In The Heights : Explanation of the end! Difference with the original part!


In The Heights came out in theaters! If you want to know the explanation for the ending, read on! Lin-Manuel Miranda is a multi-talented person who has been involved in countless projects over the past few years. Much of this is due to Hamilton’s huge worldwide success, but his first Broadway musical was Where One Comes from. This Tony Award-winning piece was adapted for film by Crazy Rich Asian director Jon M. Chu, and a number of changes have been made to the source material.

This includes the ending of In The Heights, which differs from the live music in several ways. Adapting a complete musical for the cinema is always a difficult task. Usually, a number of songs and scenes are cut to shorten the length of the movie, which is true for In The Heights. If you want to find all the music from the film, read this.

But despite this, the characters created by Lin-Manuel Miranda are still just as fleshed out. And the ending of In The Heights is sure to keep casual and die-hard fans going. Check out the explanation for the end of In The Heights!


Throughout the film, Usnavi works hard to try to fulfill his father's dream of restoring the old hotel he owned in the Dominican Republic. Hence his audiences are led to believe that Usnavi has finally made it back to the beaches of the island. However, at the end of In The Heights, he decides to stay in Washington Heights because he realizes how much he would leave behind. The idea of ​​leaving the neighborhood behind with no one to tell the story of the beloved community that lives there today affects him a lot, as do Vanessa's fashion designs and the mural on the wall of the store.

Usnavi decides he will be the cornerstone of the barrio, one that carries on the stories of his friends and neighbors who left their mark on Washington Heights. His choice reaffirms his bicultural origin, being caught between two generations, and hopes for the future. Ultimately, Usnavi realizes that New York is just as much his home as the Dominican Republic and that he cannot give up on it when he has already built so much.

The place and the people have become his home and he understands that he cannot necessarily go back to living his father's dreams. He has to make his own and, since he has already created a space for himself, Usnavi decides to use it as inspiration to move forward. In the same way that he shared the stories of the children in the neighborhood, he will continue to do so for others in the future to ensure that all those who came before him are not forgotten in the midst of all. changes and that the steps of his bodega remain in the center of the district.

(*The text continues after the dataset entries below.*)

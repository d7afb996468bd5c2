/*
 * Copyright © 2025, United States Government, as represented by the Administrator of
 * the National Aeronautics and Space Administration. All rights reserved.
 *
 * The “ODIN” software is licensed under the Apache License, Version 2.0 (the "License");
 * you may not use this file except in compliance with the License. You may obtain a copy
 * of the License at http://www.apache.org/licenses/LICENSE-2.0.
 *
 * Unless required by applicable law or agreed to in writing, software distributed under
 * the License is distributed on an "AS IS" BASIS, WITHOUT WARRANTIES OR CONDITIONS OF ANY KIND,
 * either express or implied. See the License for the specific language governing permissions
 * and limitations under the License.
 */
#![allow(unused)]

use std::collections::BTreeMap;
use chrono::{DateTime,TimeDelta,Utc};
use tracing::debug;
use ovm_common::datetime::TimeKey;

use crate::config::EndOfScanPolicy;
use crate::period::{CallsignInfo,DisturbancePeriod};
use crate::query::DetectionQuery;
use crate::errors::{OvmDisturbanceError, Result, internal_inconsistency};

/// the open accumulator of a candidate incident for one query.
/// Callsigns are expected to be normalized by the caller
#[derive(Debug,Clone)]
pub struct DisturbanceWindow {
    begin: TimeKey,
    begin_date: DateTime<Utc>,
    last_event: TimeKey,
    last_event_date: DateTime<Utc>,
    hit_count: u32,
    reading_count: u32,
    total_altitude: f64,
    first_seen: BTreeMap<String,TimeKey>,
    flights: Vec<CallsignInfo>,
}

impl DisturbanceWindow {
    pub fn open (timestamp: TimeKey, date: DateTime<Utc>, callsign: &str, icao24: Option<&str>, altitude: f64)->Self {
        let mut window = DisturbanceWindow {
            begin: timestamp,
            begin_date: date,
            last_event: timestamp,
            last_event_date: date,
            hit_count: 0,
            reading_count: 0,
            total_altitude: 0.0,
            first_seen: BTreeMap::new(),
            flights: Vec::new(),
        };
        window.add_reading( timestamp, date, callsign, icao24, altitude);
        window
    }

    pub fn add_reading (&mut self, timestamp: TimeKey, date: DateTime<Utc>, callsign: &str, icao24: Option<&str>, altitude: f64) {
        self.last_event = timestamp;
        self.last_event_date = date;
        self.reading_count += 1;
        self.total_altitude += altitude;

        if !self.first_seen.contains_key( callsign) {
            self.hit_count += 1;
            self.first_seen.insert( callsign.to_string(), timestamp);
            self.flights.push( CallsignInfo {
                callsign: callsign.to_string(),
                icao24: icao24.map( |s| s.to_string()),
                first_seen: timestamp,
                altitude
            });
        }
    }

    pub fn begin (&self)->TimeKey { self.begin }
    pub fn last_event (&self)->TimeKey { self.last_event }
    pub fn hit_count (&self)->u32 { self.hit_count }
    pub fn reading_count (&self)->u32 { self.reading_count }
    pub fn total_altitude (&self)->f64 { self.total_altitude }

    pub fn has_seen (&self, callsign: &str)->bool { self.first_seen.contains_key( callsign) }
    pub fn seen_callsigns (&self)->impl Iterator<Item=&str> { self.first_seen.keys().map( |k| k.as_str()) }

    pub fn average_altitude (&self)->f64 {
        if self.reading_count > 0 { self.total_altitude / self.reading_count as f64 } else { 0.0 }
    }

    pub fn duration (&self)->TimeDelta { self.last_event_date - self.begin_date }

    /// has the gap since the last qualifying reading reached `timeframe` at `date`
    pub fn has_expired (&self, date: DateTime<Utc>, timeframe: TimeDelta)->bool {
        date - self.last_event_date >= timeframe
    }

    /// turn into a period if the occurrence threshold of `query` is met, discard otherwise
    pub fn into_period (self, query: &DetectionQuery)->Result<Option<DisturbancePeriod>> {
        if self.reading_count == 0 || self.hit_count as usize != self.first_seen.len() {
            return Err( internal_inconsistency!("window {} of query {} has {} hits for {} readings and {} callsigns",
                        self.begin, query.id, self.hit_count, self.reading_count, self.first_seen.len()))
        }

        if self.hit_count >= query.occurrence_threshold {
            let average_altitude = self.average_altitude();
            Ok( Some( DisturbancePeriod {
                query: query.clone(),
                begin: self.begin,
                end: self.last_event,
                hit_count: self.hit_count,
                average_altitude,
                callsigns: self.first_seen,
                flights: self.flights,
            }))
        } else {
            debug!("discarding window {}..{} of query {} with {} hits", self.begin, self.last_event, query.id, self.hit_count);
            Ok(None)
        }
    }
}

/// the window slot of a single query within a scan. Holds at most one open window.
/// Each snapshot is processed as `begin_snapshot`, any number of `record` calls for qualifying
/// readings, and `end_snapshot`
#[derive(Debug,Clone)]
pub struct WindowSlot {
    query: DetectionQuery,
    window: Option<DisturbanceWindow>,
    hit_in_snapshot: bool,
}

impl WindowSlot {
    pub fn new (query: DetectionQuery)->Self {
        WindowSlot { query, window: None, hit_in_snapshot: false }
    }

    pub fn query (&self)->&DetectionQuery { &self.query }
    pub fn window (&self)->Option<&DisturbanceWindow> { self.window.as_ref() }
    pub fn is_open (&self)->bool { self.window.is_some() }

    pub fn begin_snapshot (&mut self) {
        self.hit_in_snapshot = false;
    }

    /// a qualifying reading of the current snapshot. If the open window expired without any snapshot
    /// in between (e.g. a gap in telemetry) it is closed first and its period is returned
    pub fn record (&mut self, timestamp: TimeKey, date: DateTime<Utc>, callsign: &str, icao24: Option<&str>, altitude: f64)->Result<Option<DisturbancePeriod>> {
        let mut closed = None;
        if self.is_expired( date) {
            closed = self.close()?;
        }

        self.hit_in_snapshot = true;
        match &mut self.window {
            Some(window) => window.add_reading( timestamp, date, callsign, icao24, altitude),
            None => self.window = Some( DisturbanceWindow::open( timestamp, date, callsign, icao24, altitude))
        }
        Ok(closed)
    }

    /// close the window if the current snapshot had no qualifying reading and the timeframe has elapsed
    pub fn end_snapshot (&mut self, date: DateTime<Utc>)->Result<Option<DisturbancePeriod>> {
        if !self.hit_in_snapshot && self.is_expired( date) {
            self.close()
        } else {
            Ok(None)
        }
    }

    /// evaluate a window that is still open at the end of the snapshot stream
    pub fn finalize (&mut self, policy: EndOfScanPolicy)->Result<Option<DisturbancePeriod>> {
        match self.window.take() {
            Some(window) => match policy {
                EndOfScanPolicy::Emit => window.into_period( &self.query),
                EndOfScanPolicy::RequireDuration => {
                    if window.duration() > self.query.timeframe() {
                        window.into_period( &self.query)
                    } else {
                        debug!("discarding short window {}..{} of query {} at end of scan", window.begin, window.last_event, self.query.id);
                        Ok(None)
                    }
                }
            }
            None => Ok(None)
        }
    }

    fn is_expired (&self, date: DateTime<Utc>)->bool {
        self.window.as_ref().is_some_and( |w| w.has_expired( date, self.query.timeframe()))
    }

    fn close (&mut self)->Result<Option<DisturbancePeriod>> {
        match self.window.take() {
            Some(window) => window.into_period( &self.query),
            None => Ok(None)
        }
    }
}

As for the other characters, Nina’s decision to return to Stanford makes her feel like she has a goal. While she didn't feel like she belonged at Stanford, surrounded by students from more affluent families, knowing that she could help Sonny by graduating from college drives her to return. at Stanford on his own terms and with a renewed sense of passion.

Benny's story ends on a vaguer note. His future in dispatch has been uncertain since Kevin Rosario sold the remaining half of his business to someone else. However, he promised Nina that he would meet her when he returned from Stanford and visit her in California. Benny, perhaps more than any other main character, has taken on most things head-on. He had no specific plans or concrete dreams and seemed to enjoy the things in his life as they came.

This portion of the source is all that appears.